The development of all the early products went on. A lot of new features was introduced. Also some new players entered the market. Even Microsoft hastily hopped on this bandwagon. And the market became quite crowded. What started as a provisioning technology later became "compliance" and "governance" to distinguish individual products. And even more features were added. But the basic architecture of vast majority of these products remained the same during all these years. One just cannot easily evolve the architecture and clean-up the product while there is an enormous pressure to deliver new features. Therefore the architecture of these products still remains essentially in the state as it was originally designed in early 2000s. And it is almost impossible to change.

That was the first generation of IDM systems.

The 2000s was a very exciting time in software engineering. Nothing short of a revolution spread through the software world. The developers discovered The Network and started to use SOAP. Which lead to SOA craze. And later the new age developers disliked SOAP and created RESTful movement. XML reached its zenith and JSON became popular. The idea of object-relational mapping spread far and wide. The term NoSQL was coined. The heavyweight enterprise-oriented architectures of early 2000s were mostly abandoned and replaced by lightweight network-oriented architectures of late 2000s. And everything was suddenly moving up into the clouds.

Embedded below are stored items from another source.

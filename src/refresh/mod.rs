//! The refresh pipeline: read the stored refresh token, exchange it, write the
//! new pair back.
//!
//! ```text
//! fetch_record ──► oauth refresh ──► update_tokens
//!   FetchError     AuthExchangeError   PersistError
//! ```
//!
//! Each stage short-circuits the next one. Nothing is retried.

use time::format_description::BorrowedFormatItem;
use time::macros::format_description;
use time::{Duration, OffsetDateTime};
use tracing::{info, instrument, warn};

use crate::config::Config;
use crate::error::RefreshError;
use crate::metrics;
use crate::oauth::WhoopOAuthClient;
use crate::store::{StoreClient, TokenUpdate, USER_ID};

/// ISO-8601 UTC with millisecond precision, e.g. `2026-10-19T12:00:00.000Z`.
const TIMESTAMP_FORMAT: &[BorrowedFormatItem<'static>] =
    format_description!("[year]-[month]-[day]T[hour]:[minute]:[second].[subsecond digits:3]Z");

/// Result of a successful refresh.
#[derive(Debug, Clone, PartialEq, Eq)]
pub struct RefreshOutcome {
    /// New expiry, exactly as written to the store.
    pub expires_at: String,
}

/// Runs the three-stage refresh for the configured user.
#[derive(Debug, Clone)]
pub struct RefreshWorkflow {
    store: StoreClient,
    authorizer: WhoopOAuthClient,
}

impl RefreshWorkflow {
    /// Create a workflow from its two upstream clients.
    pub fn new(store: StoreClient, authorizer: WhoopOAuthClient) -> Self {
        Self { store, authorizer }
    }

    /// Build both upstream clients from config.
    pub fn from_config(config: &Config) -> crate::Result<Self> {
        Ok(Self::new(
            StoreClient::new(config)?,
            WhoopOAuthClient::new(config)?,
        ))
    }

    /// Refresh using the current UTC time.
    pub async fn run(&self) -> Result<RefreshOutcome, RefreshError> {
        self.run_at(OffsetDateTime::now_utc()).await
    }

    /// Refresh as if the current time were `now`.
    #[instrument(skip(self), fields(user_id = USER_ID))]
    pub async fn run_at(&self, now: OffsetDateTime) -> Result<RefreshOutcome, RefreshError> {
        metrics::inc_refresh_attempts();
        info!("Starting auto-refresh");

        let result = self.pipeline(now).await;

        match &result {
            Ok(outcome) => {
                metrics::inc_refresh_success();
                info!(expires_at = %outcome.expires_at, "Tokens refreshed");
            }
            Err(e) => {
                metrics::inc_refresh_failures(e.stage());
                warn!(stage = ?e.stage(), error = %e, "Auto-refresh failed");
            }
        }

        result
    }

    async fn pipeline(&self, now: OffsetDateTime) -> Result<RefreshOutcome, RefreshError> {
        let record = self.store.fetch_record(USER_ID).await?;
        info!("Token fetched from store");

        let tokens = self.authorizer.refresh(&record.refresh_token).await?;
        info!(expires_in = tokens.expires_in, "New tokens received from WHOOP");

        let expires_at = format_timestamp(compute_expiry(now, tokens.expires_in))?;
        let update = TokenUpdate {
            access_token: tokens.access_token,
            refresh_token: tokens.refresh_token,
            expires_at: expires_at.clone(),
            updated_at: format_timestamp(now)?,
        };

        self.store.update_tokens(USER_ID, &update).await?;
        info!("Tokens saved to store");

        Ok(RefreshOutcome { expires_at })
    }
}

/// Expiry of a token issued at `now` with a lifetime of `expires_in` seconds.
///
/// Fractional lifetimes keep their sub-second part; out-of-range values saturate.
pub fn compute_expiry(now: OffsetDateTime, expires_in: f64) -> OffsetDateTime {
    now.saturating_add(Duration::saturating_seconds_f64(expires_in))
}

/// Render a timestamp in the format stored in the token table.
pub fn format_timestamp(ts: OffsetDateTime) -> Result<String, RefreshError> {
    ts.to_offset(time::UtcOffset::UTC)
        .format(TIMESTAMP_FORMAT)
        .map_err(|e| RefreshError::Internal(format!("failed to format timestamp: {e}")))
}
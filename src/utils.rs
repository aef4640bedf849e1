//! Utility functions.

use tracing::info;

/// Resolve when the process receives Ctrl-C or, on Unix, SIGTERM.
pub async fn shutdown_signal() {
    let ctrl_c = async {
        if let Err(e) = tokio::signal::ctrl_c().await {
            tracing::error!("Failed to install Ctrl-C handler: {}", e);
            std::future::pending::<()>().await;
        }
    };

    #[cfg(unix)]
    let terminate = async {
        match tokio::signal::unix::signal(tokio::signal::unix::SignalKind::terminate()) {
            Ok(mut signal) => {
                signal.recv().await;
            }
            Err(e) => {
                tracing::error!("Failed to install SIGTERM handler: {}", e);
                std::future::pending::<()>().await;
            }
        }
    };

    #[cfg(not(unix))]
    let terminate = std::future::pending::<()>();

    tokio::select! {
        _ = ctrl_c => {},
        _ = terminate => {},
    }

    info!("Shutdown signal received");
}
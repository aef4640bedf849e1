//! WHOOP authorization server client (refresh-token grant).

pub mod client;
pub mod types;

pub use client::WhoopOAuthClient;
pub use types::TokenResponse;

/// Scope requested on refresh so a new refresh token is issued.
pub const OFFLINE_SCOPE: &str = "offline";
//! Refresh-token grant against the WHOOP token endpoint.

use std::time::Duration;

use tracing::{error, instrument};

use crate::config::Config;
use crate::error::RefreshError;
use crate::metrics::{UpstreamTimer, ENDPOINT_TOKEN};

use super::types::TokenResponse;
use super::OFFLINE_SCOPE;

/// WHOOP OAuth client.
#[derive(Clone)]
pub struct WhoopOAuthClient {
    /// HTTP client for API requests.
    http: reqwest::Client,
    /// Token endpoint URL.
    token_url: String,
    client_id: String,
    client_secret: String,
}

impl std::fmt::Debug for WhoopOAuthClient {
    fn fmt(&self, f: &mut std::fmt::Formatter<'_>) -> std::fmt::Result {
        f.debug_struct("WhoopOAuthClient")
            .field("token_url", &self.token_url)
            .field("client_id", &self.client_id)
            .finish_non_exhaustive()
    }
}

impl WhoopOAuthClient {
    /// Create an OAuth client from config.
    pub fn new(config: &Config) -> Result<Self, reqwest::Error> {
        let http = reqwest::Client::builder()
            .timeout(Duration::from_millis(config.http_timeout_ms))
            .build()?;

        Ok(Self::with_http(
            http,
            &config.whoop_token_url,
            &config.whoop_client_id,
            &config.whoop_client_secret,
        ))
    }

    /// Create an OAuth client around an existing HTTP client.
    pub fn with_http(
        http: reqwest::Client,
        token_url: &str,
        client_id: &str,
        client_secret: &str,
    ) -> Self {
        Self {
            http,
            token_url: token_url.to_string(),
            client_id: client_id.to_string(),
            client_secret: client_secret.to_string(),
        }
    }

    /// Exchange `refresh_token` for a new token pair.
    ///
    /// A non-success answer is returned as [`RefreshError::AuthExchange`] with
    /// the upstream status and body untouched.
    #[instrument(skip(self, refresh_token))]
    pub async fn refresh(&self, refresh_token: &str) -> Result<TokenResponse, RefreshError> {
        let _timer = UpstreamTimer::new(ENDPOINT_TOKEN);

        let response = self
            .http
            .post(&self.token_url)
            .form(&[
                ("grant_type", "refresh_token"),
                ("client_id", self.client_id.as_str()),
                ("client_secret", self.client_secret.as_str()),
                ("scope", OFFLINE_SCOPE),
                ("refresh_token", refresh_token),
            ])
            .send()
            .await
            .map_err(|e| RefreshError::Internal(format!("token request failed: {e}")))?;

        let status = response.status();
        let body = response
            .text()
            .await
            .map_err(|e| RefreshError::Internal(format!("failed to read token response: {e}")))?;

        if !status.is_success() {
            error!(%status, body = %body, "WHOOP API error");
            return Err(RefreshError::AuthExchange { status, body });
        }

        serde_json::from_str(&body)
            .map_err(|e| RefreshError::Internal(format!("failed to parse token response: {e}")))
    }
}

It is obvious that the old-fashioned products that built up a decade of technological debt cannot keep up with all of this. The products started to get weaker in late 2000s. Yet only a very few people noticed that. The first-generation products gained an enormous business momentum and that simply does not go away from day to day. Anyway, in 2010 there was perhaps only a couple of practical IDM products left. The rest was too bloated, too expensive and too cumbersome to be really useful. Their owners hesitated for too long to re-engineer and re-fresh the products. But it is too late to do that now. These products needs to be replaced. And they will be replaced. Soon.

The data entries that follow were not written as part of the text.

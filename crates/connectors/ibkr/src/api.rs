use async_trait::async_trait;
use chrono::{DateTime, Utc};
use feedhub_core::ConnectorError;
use rust_decimal::Decimal;
use serde::{Deserialize, Serialize};
use std::fmt;
use tokio::sync::broadcast;

/// An IB contract, reduced to the fields this connector needs.
#[derive(Debug, Clone, PartialEq, Eq, Hash, Serialize, Deserialize)]
pub struct Contract {
    pub symbol: String,
    /// `STK`, `FUT`, `CASH`, ...
    pub sec_type: String,
    pub exchange: String,
    pub currency: String,
}

/// Identity of a contract when matching ticker events against a request.
pub type ContractKey = (String, String, String);

impl Contract {
    pub fn stock(symbol: &str, exchange: &str, currency: &str) -> Self {
        Self {
            symbol: symbol.to_string(),
            sec_type: "STK".to_string(),
            exchange: exchange.to_string(),
            currency: currency.to_string(),
        }
    }

    pub fn future(symbol: &str, exchange: &str, currency: &str) -> Self {
        Self {
            sec_type: "FUT".to_string(),
            ..Self::stock(symbol, exchange, currency)
        }
    }

    /// `(symbol, exchange, currency)`, compared exactly.
    pub fn key(&self) -> ContractKey {
        (
            self.symbol.clone(),
            self.exchange.clone(),
            self.currency.clone(),
        )
    }
}

impl fmt::Display for Contract {
    fn fmt(&self, f: &mut fmt::Formatter<'_>) -> fmt::Result {
        write!(f, "{}@{} ({})", self.symbol, self.exchange, self.currency)
    }
}

/// Parameters of a historical data request, in IB's own vocabulary.
#[derive(Debug, Clone, PartialEq, Eq)]
pub struct HistoricalDataRequest {
    /// `None` means "now".
    pub end_date_time: Option<DateTime<Utc>>,
    /// e.g. `3600 S`, `2 D`, `1 Y`.
    pub duration: String,
    /// e.g. `1 min`, `5 mins`, `1 hour`.
    pub bar_size: String,
    pub what_to_show: String,
    pub use_rth: bool,
}

/// One bar as the vendor hands it back.
#[derive(Debug, Clone, PartialEq)]
pub struct HistoricalBar {
    pub date: DateTime<Utc>,
    pub open: Decimal,
    pub high: Decimal,
    pub low: Decimal,
    pub close: Decimal,
    pub volume: Decimal,
    pub bar_count: Option<u64>,
    pub wap: Option<Decimal>,
}

/// Live ticker state for a contract, as delivered by a pending-tickers event.
#[derive(Debug, Clone, PartialEq)]
pub struct Ticker {
    pub contract: Contract,
    pub time: DateTime<Utc>,
    pub last: Option<Decimal>,
    pub last_size: Option<Decimal>,
    pub bid: Option<Decimal>,
    pub ask: Option<Decimal>,
}

/// The brokerage's asynchronous client.
///
/// Ticker updates are published as batches on a broadcast channel; a
/// closed channel means the vendor's event loop has gone away.
#[async_trait]
pub trait IbApi: Send + Sync + 'static {
    async fn connect(&self) -> Result<(), ConnectorError>;

    fn is_connected(&self) -> bool;

    async fn disconnect(&self);

    async fn req_historical_data(
        &self,
        contract: &Contract,
        request: &HistoricalDataRequest,
    ) -> Result<Vec<HistoricalBar>, ConnectorError>;

    async fn req_mkt_data(&self, contract: &Contract) -> Result<(), ConnectorError>;

    async fn cancel_mkt_data(&self, contract: &Contract) -> Result<(), ConnectorError>;

    fn pending_tickers(&self) -> broadcast::Receiver<Vec<Ticker>>;
}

This situation is quite clear now. But it was not that clear just a few years ago. Yet several teams begun new projects in 2010 almost at the same time. Maybe that was a triggered by Oracle-Sun acquisition or maybe the time was just right to change something ... we will probably never know for sure. The projects started almost on a green field and they had an enormous effort ahead of them. But the teams went on and after several years of development there is whole new breed of IDM products. Lean, flexible, scalable and open.

This is the second generation of IDM systems.

The second-generation systems are built on the network principles. They all have lightweight and flexible architectures. And most of them are professional open source! There is ForgeRock OpenIDM with its lightweight approach and extreme flexibility. Practical Evolveum midPoint with a very rich set of features. And Apache Syncope with its vibrant and open community. These are just three notable examples of the new generation. A generation of IDM systems that has arrived right on time.